Today we played around with trot/canter. He got really fed up and angry at me, and I did it right back at him. His canter really is coming along, when he wants it to. We also played with simple changes, walk-canter and canter-walk. Those are... great, actually. He wants to jig a little as we approach the canter point, which is more or less resolved by mixing up where I actually ask him to canter. What we tried to do was pick up a right lead at B (oh, and come to think of it, I believe that B is back in the arena! Weird.), make a reasonably large circle/oval, turn at E and walk. Walk to B, pick up a left lead canter. Repeat. I lean forward for those and I shouldn't, but they were nice for us. Cari decided she wanted to canter Xsarena in a circle that intersected us just about perfectly, which was irritating.
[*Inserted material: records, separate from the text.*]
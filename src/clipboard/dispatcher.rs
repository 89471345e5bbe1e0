//! ClipEgg dispatcher
//!
//! Connects the event layer to the protocol core. On copy, the first
//! registered rule whose matcher locates a target from the selection's element
//! hands that target to its extractor; the egg is built from the extracted
//! fields and written to the clipboard. On paste, the
//! clipboard is decoded and every paste handler sees the egg.
//!
//! There is no process-wide instance: the embedder constructs a [`ClipEgg`],
//! registers rules and handlers, calls [`activate`](ClipEgg::activate) and
//! routes its copy/paste events through [`handle_copy`](ClipEgg::handle_copy)
//! and [`handle_paste`](ClipEgg::handle_paste).

use std::sync::Arc;

use clipegg_core::{decode_with_clock, write_egg, Clock, Egg, EggOptions, SystemClock};
use tracing::{debug, info};

use super::event::{CopyEvent, PasteEvent};

/// Raw egg fields produced by an [`Extractor`]
#[derive(Debug, Clone, PartialEq)]
pub struct EggFields {
    /// The referenced resource
    pub uri: String,

    /// Display text
    pub label: String,

    /// Optional type, thumbnail and metadata
    pub options: EggOptions,
}

impl EggFields {
    /// Fields with default options
    pub fn new(uri: impl Into<String>, label: impl Into<String>) -> Self {
        Self {
            uri: uri.into(),
            label: label.into(),
            options: EggOptions::default(),
        }
    }

    /// Replace the options
    pub fn with_options(mut self, options: EggOptions) -> Self {
        self.options = options;
        self
    }
}

/// Decides whether a copy rule applies to an element, and to which part of it.
///
/// The returned target is what the rule's [`Extractor`] sees. A plain
/// `Fn(&S) -> bool` closure targets the element itself; wrap a lookup such as
/// "nearest enclosing card" in [`locate`] to hand the extractor the element it
/// found.
pub trait Matcher<S: ?Sized>: Send + Sync {
    /// The element the rule applies to, if any
    fn target<'s>(&self, source: &'s S) -> Option<&'s S>;
}

impl<S: ?Sized, F> Matcher<S> for F
where
    F: Fn(&S) -> bool + Send + Sync,
{
    fn target<'s>(&self, source: &'s S) -> Option<&'s S> {
        self(source).then_some(source)
    }
}

/// Matcher built from a lookup closure, see [`locate`]
#[derive(Debug, Clone, Copy)]
pub struct Locate<F>(F);

/// Match with a lookup that returns the target element.
///
/// ```
/// use clipegg::clipboard::{locate, ClipEgg, EggFields};
///
/// let mut clipegg: ClipEgg<str> = ClipEgg::new();
/// clipegg.register(
///     locate(|s: &str| s.strip_prefix("link:")),
///     |uri: &str| EggFields::new(uri, "Link"),
/// );
/// ```
pub fn locate<S: ?Sized, F>(lookup: F) -> Locate<F>
where
    F: for<'s> Fn(&'s S) -> Option<&'s S> + Send + Sync,
{
    Locate(lookup)
}

impl<S: ?Sized, F> Matcher<S> for Locate<F>
where
    F: for<'s> Fn(&'s S) -> Option<&'s S> + Send + Sync,
{
    fn target<'s>(&self, source: &'s S) -> Option<&'s S> {
        (self.0)(source)
    }
}

/// Turns a matched element into egg fields
pub trait Extractor<S: ?Sized>: Send + Sync {
    /// Extract the reference carried by the matched `target`
    fn extract(&self, target: &S) -> EggFields;
}

impl<S: ?Sized, F> Extractor<S> for F
where
    F: Fn(&S) -> EggFields + Send + Sync,
{
    fn extract(&self, target: &S) -> EggFields {
        self(target)
    }
}

/// Observer notified of every pasted egg
pub type PasteHandler = Box<dyn Fn(&Egg, &PasteEvent<'_>) + Send + Sync>;

struct CopyRule<S: ?Sized> {
    matcher: Box<dyn Matcher<S>>,
    extractor: Box<dyn Extractor<S>>,
}

/// Copy/paste interception for the clipboard egg protocol
pub struct ClipEgg<S: ?Sized> {
    /// Copy rules, consulted in registration order
    rules: Vec<CopyRule<S>>,

    /// Paste observers, called in registration order
    paste_handlers: Vec<PasteHandler>,

    /// Whether events are being intercepted
    active: bool,

    /// Timestamp source for new eggs
    clock: Arc<dyn Clock>,
}

impl<S: ?Sized> ClipEgg<S> {
    /// Create an inactive instance with no rules or handlers
    pub fn new() -> Self {
        Self::with_clock(Arc::new(SystemClock))
    }

    /// Create an instance stamping eggs with `clock`
    pub fn with_clock(clock: Arc<dyn Clock>) -> Self {
        Self {
            rules: Vec::new(),
            paste_handlers: Vec::new(),
            active: false,
            clock,
        }
    }

    /// Register a copy rule.
    ///
    /// Rules are tried in registration order and the first match wins.
    /// Registering a second rule with an equivalent matcher does not replace
    /// the first; the earlier one keeps winning.
    pub fn register<M, E>(&mut self, matcher: M, extractor: E) -> &mut Self
    where
        M: Matcher<S> + 'static,
        E: Extractor<S> + 'static,
    {
        self.rules.push(CopyRule {
            matcher: Box::new(matcher),
            extractor: Box::new(extractor),
        });
        self
    }

    /// Register a paste handler
    pub fn on_paste<F>(&mut self, handler: F) -> &mut Self
    where
        F: Fn(&Egg, &PasteEvent<'_>) + Send + Sync + 'static,
    {
        self.paste_handlers.push(Box::new(handler));
        self
    }

    /// Start intercepting copy and paste events
    pub fn activate(&mut self) -> &mut Self {
        if !self.active {
            info!(
                "ClipEgg activated ({} copy rules, {} paste handlers)",
                self.rules.len(),
                self.paste_handlers.len()
            );
        }
        self.active = true;
        self
    }

    /// Stop intercepting copy and paste events
    pub fn deactivate(&mut self) -> &mut Self {
        if self.active {
            info!("ClipEgg deactivated");
        }
        self.active = false;
        self
    }

    /// Whether events are being intercepted
    pub fn is_active(&self) -> bool {
        self.active
    }

    /// Number of registered copy rules
    pub fn rule_count(&self) -> usize {
        self.rules.len()
    }

    /// Number of registered paste handlers
    pub fn paste_handler_count(&self) -> usize {
        self.paste_handlers.len()
    }

    /// Handle a copy event.
    ///
    /// Returns the egg written to the clipboard, or `None` when the instance is
    /// inactive, there is no selection, or no rule matches; in those cases the
    /// event is left untouched.
    pub fn handle_copy(&self, event: &mut CopyEvent<'_, S>) -> Option<Egg> {
        if !self.active {
            return None;
        }

        let source = event.source()?;
        let (rule, target) = self
            .rules
            .iter()
            .find_map(|rule| rule.matcher.target(source).map(|target| (rule, target)))?;

        let EggFields { uri, label, options } = rule.extractor.extract(target);
        let egg = Egg::with_clock(uri, label, options, self.clock.as_ref());

        event.prevent_default();
        write_egg(&egg, event.clipboard_mut());

        debug!(uri = %egg.uri, kind = %egg.kind, "ClipEgg: copied");
        Some(egg)
    }

    /// Handle a paste event.
    ///
    /// Decodes the clipboard. When an egg is found and at least one paste
    /// handler is registered, the default paste is prevented and every handler
    /// runs, in registration order. Returns the decoded egg.
    pub fn handle_paste(&self, event: &mut PasteEvent<'_>) -> Option<Egg> {
        if !self.active {
            return None;
        }

        let egg = decode_with_clock(event.clipboard(), self.clock.as_ref())?;

        if !self.paste_handlers.is_empty() {
            event.prevent_default();
            for handler in &self.paste_handlers {
                handler(&egg, &*event);
            }
            debug!(uri = %egg.uri, kind = %egg.kind, "ClipEgg: pasted");
        }

        Some(egg)
    }
}

impl<S: ?Sized> Default for ClipEgg<S> {
    fn default() -> Self {
        Self::new()
    }
}

impl<S: ?Sized> std::fmt::Debug for ClipEgg<S> {
    fn fmt(&self, f: &mut std::fmt::Formatter<'_>) -> std::fmt::Result {
        f.debug_struct("ClipEgg")
            .field("rules", &self.rules.len())
            .field("paste_handlers", &self.paste_handlers.len())
            .field("active", &self.active)
            .finish()
    }
}

#[cfg(test)]
mod tests {
    use super::*;
    use clipegg_core::{FormatLookup, MemoryClipboard, MIME_EGG, MIME_URI_LIST};
    use std::sync::atomic::{AtomicUsize, Ordering};

    struct FixedClock(u64);

    impl Clock for FixedClock {
        fn now_millis(&self) -> u64 {
            self.0
        }
    }

    fn link_rule(clipegg: &mut ClipEgg<str>) {
        clipegg.register(
            |source: &str| source.starts_with("link:"),
            |source: &str| EggFields::new(&source["link:".len()..], "Link"),
        );
    }

    #[test]
    fn test_register_and_chain() {
        let mut clipegg: ClipEgg<str> = ClipEgg::new();
        clipegg
            .register(|_: &str| true, |_: &str| EggFields::new("a", "A"))
            .register(|_: &str| false, |_: &str| EggFields::new("b", "B"))
            .on_paste(|_, _| {})
            .activate();

        assert_eq!(clipegg.rule_count(), 2);
        assert_eq!(clipegg.paste_handler_count(), 1);
        assert!(clipegg.is_active());

        clipegg.deactivate();
        assert!(!clipegg.is_active());
    }

    #[test]
    fn test_copy_when_inactive_is_noop() {
        let mut clipegg: ClipEgg<str> = ClipEgg::new();
        link_rule(&mut clipegg);

        let mut clipboard = MemoryClipboard::new();
        let mut event = CopyEvent::new(Some("link:https://x"), &mut clipboard);

        assert_eq!(clipegg.handle_copy(&mut event), None);
        assert!(!event.default_prevented());
        assert!(clipboard.is_empty());
    }

    #[test]
    fn test_copy_without_selection() {
        let mut clipegg: ClipEgg<str> = ClipEgg::new();
        link_rule(&mut clipegg);
        clipegg.activate();

        let mut clipboard = MemoryClipboard::new();
        let mut event = CopyEvent::<str>::new(None, &mut clipboard);

        assert_eq!(clipegg.handle_copy(&mut event), None);
        assert!(!event.default_prevented());
    }

    #[test]
    fn test_copy_writes_egg() {
        let mut clipegg: ClipEgg<str> = ClipEgg::with_clock(Arc::new(FixedClock(99)));
        link_rule(&mut clipegg);
        clipegg.activate();

        let mut clipboard = MemoryClipboard::new();
        let mut event = CopyEvent::new(Some("link:https://test.com"), &mut clipboard);
        let egg = clipegg.handle_copy(&mut event).unwrap();

        assert!(event.default_prevented());
        assert_eq!(egg.uri, "https://test.com");
        assert_eq!(egg.timestamp, 99);
        assert_eq!(clipboard.write_count(), 4);
        assert_eq!(clipboard.get_data(MIME_URI_LIST), Some("https://test.com"));
    }

    #[test]
    fn test_extractor_receives_located_target() {
        let mut clipegg: ClipEgg<str> = ClipEgg::with_clock(Arc::new(FixedClock(5)));
        clipegg
            .register(locate(|s: &str| s.strip_prefix("link:")), |target: &str| {
                EggFields::new(target, target.len().to_string())
            })
            .activate();

        let mut clipboard = MemoryClipboard::new();
        let mut event = CopyEvent::new(Some("link:https://a.b"), &mut clipboard);
        let egg = clipegg.handle_copy(&mut event).unwrap();

        assert_eq!(egg.uri, "https://a.b");
        assert_eq!(egg.label, "11");
        assert!(event.default_prevented());

        let mut clipboard = MemoryClipboard::new();
        let mut event = CopyEvent::new(Some("https://a.b"), &mut clipboard);
        assert_eq!(clipegg.handle_copy(&mut event), None);
        assert!(!event.default_prevented());
    }

    #[test]
    fn test_first_match_wins() {
        let mut clipegg: ClipEgg<str> = ClipEgg::new();
        clipegg
            .register(|s: &str| s.contains("card"), |_: &str| EggFields::new("https://first", "first"))
            .register(|s: &str| s.contains("card"), |_: &str| EggFields::new("https://second", "second"))
            .activate();

        let mut clipboard = MemoryClipboard::new();
        let mut event = CopyEvent::new(Some("card"), &mut clipboard);

        assert_eq!(clipegg.handle_copy(&mut event).unwrap().label, "first");
    }

    #[test]
    fn test_copy_no_matching_rule() {
        let mut clipegg: ClipEgg<str> = ClipEgg::new();
        link_rule(&mut clipegg);
        clipegg.activate();

        let mut clipboard = MemoryClipboard::new();
        let mut event = CopyEvent::new(Some("plain text"), &mut clipboard);

        assert_eq!(clipegg.handle_copy(&mut event), None);
        assert!(!event.default_prevented());
        assert!(clipboard.is_empty());
    }

    #[test]
    fn test_paste_invokes_handlers_in_order() {
        let calls = Arc::new(AtomicUsize::new(0));
        let first_seen = Arc::new(AtomicUsize::new(usize::MAX));
        let second_seen = Arc::new(AtomicUsize::new(usize::MAX));

        let mut clipegg: ClipEgg<str> = ClipEgg::new();
        {
            let (calls, seen) = (calls.clone(), first_seen.clone());
            clipegg.on_paste(move |egg, event| {
                assert_eq!(egg.uri, "https://example.com");
                assert!(event.default_prevented());
                seen.store(calls.fetch_add(1, Ordering::SeqCst), Ordering::SeqCst);
            });
        }
        {
            let (calls, seen) = (calls.clone(), second_seen.clone());
            clipegg.on_paste(move |_, _| {
                seen.store(calls.fetch_add(1, Ordering::SeqCst), Ordering::SeqCst);
            });
        }
        clipegg.activate();

        let copied = Egg::new("https://example.com", "Example", EggOptions::new());
        let mut clipboard = MemoryClipboard::new();
        write_egg(&copied, &mut clipboard);

        let mut event = PasteEvent::new(&clipboard);
        let pasted = clipegg.handle_paste(&mut event);

        assert_eq!(pasted, Some(copied));
        assert!(event.default_prevented());
        assert_eq!(calls.load(Ordering::SeqCst), 2);
        assert_eq!(first_seen.load(Ordering::SeqCst), 0);
        assert_eq!(second_seen.load(Ordering::SeqCst), 1);
    }

    #[test]
    fn test_paste_without_egg() {
        let calls = Arc::new(AtomicUsize::new(0));
        let mut clipegg: ClipEgg<str> = ClipEgg::new();
        {
            let calls = calls.clone();
            clipegg.on_paste(move |_, _| {
                calls.fetch_add(1, Ordering::SeqCst);
            });
        }
        clipegg.activate();

        let clipboard = MemoryClipboard::new();
        let mut event = PasteEvent::new(&clipboard);

        assert_eq!(clipegg.handle_paste(&mut event), None);
        assert!(!event.default_prevented());
        assert_eq!(calls.load(Ordering::SeqCst), 0);
    }

    #[test]
    fn test_paste_malformed_egg_skips_handlers() {
        let mut clipegg: ClipEgg<str> = ClipEgg::new();
        clipegg.on_paste(|_, _| panic!("handler must not run")).activate();

        let clipboard = MemoryClipboard::new()
            .with_data(MIME_EGG, "{not json")
            .with_data(MIME_URI_LIST, "https://x");
        let mut event = PasteEvent::new(&clipboard);

        assert_eq!(clipegg.handle_paste(&mut event), None);
        assert!(!event.default_prevented());
    }

    #[test]
    fn test_paste_without_handlers_keeps_default() {
        let mut clipegg: ClipEgg<str> = ClipEgg::new();
        clipegg.activate();

        let clipboard = MemoryClipboard::new().with_data(MIME_URI_LIST, "https://x");
        let mut event = PasteEvent::new(&clipboard);

        assert!(clipegg.handle_paste(&mut event).is_some());
        assert!(!event.default_prevented());
        assert!(clipboard.get_data(MIME_URI_LIST).is_some());
    }
}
As a side note, one of the interesting results of the show was that I hadn't realized how long it had been since I had ridden with a bunch of people in an arena. Time was, I'd have been fine with about eight to ten horses in Robert's arena (maybe more if there were two groups using half the ring each), but I had been finding it difficult to deal with even two others. The show was easy because everyone was going the same direction once there were 4+ of us, usually no weird circles, and maybe two horses lunging on the inside. It's tough even riding with just Cari, because she has no issues with cantering in front of you cantering, and then going down to a walk, leaving you to either slam on the brakes or yank your horse into a turn. Or you'll be on a circle and she'll cut in front of you. I do my best not to cut people off. I don't know if she doesn't think about it, thinks she's leaving more room than she is, or doesn't care.
So, yes, trot and canter transitions. Or more accurately, canter once and bring him back to trot for the rest of the session. But I love his canter. Sigh.
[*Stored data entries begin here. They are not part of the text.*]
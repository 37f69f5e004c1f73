use std::cell::RefCell;
use std::rc::Rc;

use imgmap::{DisplayRegion, MapperListener, Point, PointerKind, Size};
use js_sys::{Array, Function};
use wasm_bindgen::{JsCast, JsValue};
use web_sys::HtmlImageElement;

use crate::interop::{get_kv, new_obj, set_kv, size_obj, to_js};

/// Host callbacks read from the options object. Missing or non-function
/// entries are `None`.
#[derive(Clone, Default)]
pub struct Callbacks {
    pub on_load: Option<Function>,
    pub on_image_click: Option<Function>,
    pub on_image_mouse_move: Option<Function>,
    pub on_click: Option<Function>,
    pub on_mouse_enter: Option<Function>,
    pub on_mouse_leave: Option<Function>,
    pub on_mouse_move: Option<Function>,
    pub on_mouse_down: Option<Function>,
    pub on_mouse_up: Option<Function>,
    pub on_touch_start: Option<Function>,
    pub on_touch_end: Option<Function>,
}

pub const CALLBACK_KEYS: &[&str] = &[
    "onLoad",
    "onImageClick",
    "onImageMouseMove",
    "onClick",
    "onMouseEnter",
    "onMouseLeave",
    "onMouseMove",
    "onMouseDown",
    "onMouseUp",
    "onTouchStart",
    "onTouchEnd",
];

fn function(options: &JsValue, key: &str) -> Option<Function> {
    let v = get_kv(options, key);
    v.is_function().then(|| v.unchecked_into::<Function>())
}

impl Callbacks {
    pub fn from_options(options: &JsValue) -> Callbacks {
        Callbacks {
            on_load: function(options, "onLoad"),
            on_image_click: function(options, "onImageClick"),
            on_image_mouse_move: function(options, "onImageMouseMove"),
            on_click: function(options, "onClick"),
            on_mouse_enter: function(options, "onMouseEnter"),
            on_mouse_leave: function(options, "onMouseLeave"),
            on_mouse_move: function(options, "onMouseMove"),
            on_mouse_down: function(options, "onMouseDown"),
            on_mouse_up: function(options, "onMouseUp"),
            on_touch_start: function(options, "onTouchStart"),
            on_touch_end: function(options, "onTouchEnd"),
        }
    }

    fn for_kind(&self, kind: PointerKind) -> Option<&Function> {
        match kind {
            PointerKind::Click => self.on_click.as_ref(),
            PointerKind::MouseEnter => self.on_mouse_enter.as_ref(),
            PointerKind::MouseLeave => self.on_mouse_leave.as_ref(),
            PointerKind::MouseMove => self.on_mouse_move.as_ref(),
            PointerKind::MouseDown => self.on_mouse_down.as_ref(),
            PointerKind::MouseUp => self.on_mouse_up.as_ref(),
            PointerKind::TouchStart => self.on_touch_start.as_ref(),
            PointerKind::TouchEnd => self.on_touch_end.as_ref(),
        }
    }
}

fn point_obj(at: Point) -> JsValue {
    let o = new_obj();
    set_kv(&o, "x", &JsValue::from_f64(at.x));
    set_kv(&o, "y", &JsValue::from_f64(at.y));
    o.into()
}

/// A host callback with its arguments, held until the mapper is released.
pub struct PendingCall {
    f: Function,
    args: Array,
    name: &'static str,
}

/// Run queued callbacks in order. A throwing callback is logged and the
/// rest still run.
pub fn dispatch(calls: Vec<PendingCall>) {
    for call in calls {
        if let Err(e) = call.f.apply(&JsValue::NULL, &call.args) {
            log::error!("{} callback threw: {e:?}", call.name);
        }
    }
}

/// Collects mapper events for JS functions. Nothing is called while the
/// mapper is borrowed, so callbacks may freely call back into it.
pub struct JsListener {
    pub callbacks: Callbacks,
    pub img: Rc<RefCell<Option<HtmlImageElement>>>,
    pending: Vec<PendingCall>,
}

impl JsListener {
    pub fn new(callbacks: Callbacks, img: Rc<RefCell<Option<HtmlImageElement>>>) -> JsListener {
        JsListener { callbacks, img, pending: Vec::new() }
    }

    pub fn take_pending(&mut self) -> Vec<PendingCall> {
        std::mem::take(&mut self.pending)
    }

    fn queue(&mut self, f: Option<Function>, name: &'static str, args: &[JsValue]) {
        if let Some(f) = f {
            let args = args.iter().collect();
            self.pending.push(PendingCall { f, args, name });
        }
    }

    fn img_value(&self) -> JsValue {
        self.img
            .borrow()
            .as_ref()
            .map_or(JsValue::NULL, |el| JsValue::from(el.clone()))
    }
}

impl MapperListener for JsListener {
    fn on_load(&mut self, size: Size) {
        let f = self.callbacks.on_load.clone();
        let args = [self.img_value(), size_obj(size)];
        self.queue(f, "onLoad", &args);
    }

    fn on_image_click(&mut self, at: Point) {
        let f = self.callbacks.on_image_click.clone();
        self.queue(f, "onImageClick", &[point_obj(at)]);
    }

    fn on_image_mouse_move(&mut self, at: Point) {
        let f = self.callbacks.on_image_mouse_move.clone();
        self.queue(f, "onImageMouseMove", &[point_obj(at)]);
    }

    /// A registered click handler always takes over the link default.
    fn on_area(&mut self, kind: PointerKind, area: &DisplayRegion) -> bool {
        let Some(f) = self.callbacks.for_kind(kind).cloned() else {
            return false;
        };
        let index = JsValue::from_f64(area.index as f64);
        self.queue(Some(f), kind.as_str(), &[to_js(area), index]);
        true
    }
}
As for the big news of the day, I walked through the back field around 11 and looked for signs of where Robert was- out with Jerry or already back. I saw Jerry standing by the culvert and figured they were done and Robert was showing him the trees he'd planted. Walked past the barn- yup, everyone's doors were closed. Up to the hay barn, I noticed Imp's halter and lead. Weird, they should be on Imp's door. But, hey, whatever, and I continued to dump my stuff at the trailer, then go back and find Robert. I peered through the arena just in time to see him lift half a shaft out of the stream. Um... half a shaft is not good.
I approached and saw that they were both completely soaked, and the cart had taken a pretty good beating. Robert, of course, was grinning like he always does. My urge to freak out was successfully repressed by his expectant glee of said freakout. So I just asked if everyone was okay, he said yes. Apparently Imp had started backing up over the culvert, gone crooked and gotten his right wheel off of it, and they all just flipped sideways into the creek. No one was hurt. Robert lay on Imp's head to keep him from moving, and kept his nose out of the water while Jerry unhitched. I assembled tack and cart and returned it to the barn while the two guys went to get warm.
Imp was pretty upset. I hung out with him for a few minutes. Normally he turns his head to look at you when you open his door, but he had sideways ears and wouldn't move his head. He was standing at the back of his stall, looking out towards the creek. So I walked over to him and leaned against the wall to wait. He was soaked and muddy. After a minute or so he stretched his nose out to my hand, and let me pet his muzzle. He still looked worried- and angry, like he wasn't sure what the right answer was, but this whole business might have been my fault. He wouldn't let me touch the rest of his head. When I started scratching his neck, he started shaking really badly- tremors through his whole body. I don't think of Imp as a cuddly horse, but he wanted someone to be there. Eventually his airplane ears went more to flat-back and made some faces at me, so I (made him behave) and left him to think about it. He was spookier than usual whenever I walked by, but by feeding time seemed more or less himself.
Tillie the filly had some attitude today. I made her wait for her feed, which she was shocked by. When I went in her stall to close her door, she hopped like she was about to kick me. I chased her into a corner and made her stand there, then ran my hands over her. She was upset about that but knew better than to do anything. Then she put some serious angry ears on when I was going to leave, so I roundpenned her around her stall, for lack of a better word- put pressure on her to move one way, then had her change directions- at a walk, obviously, but a "yeah, that was a smart idea" sort of discipline. Put my hands on her again, which she was displeased by, but again, she's not dumb. Just a baby.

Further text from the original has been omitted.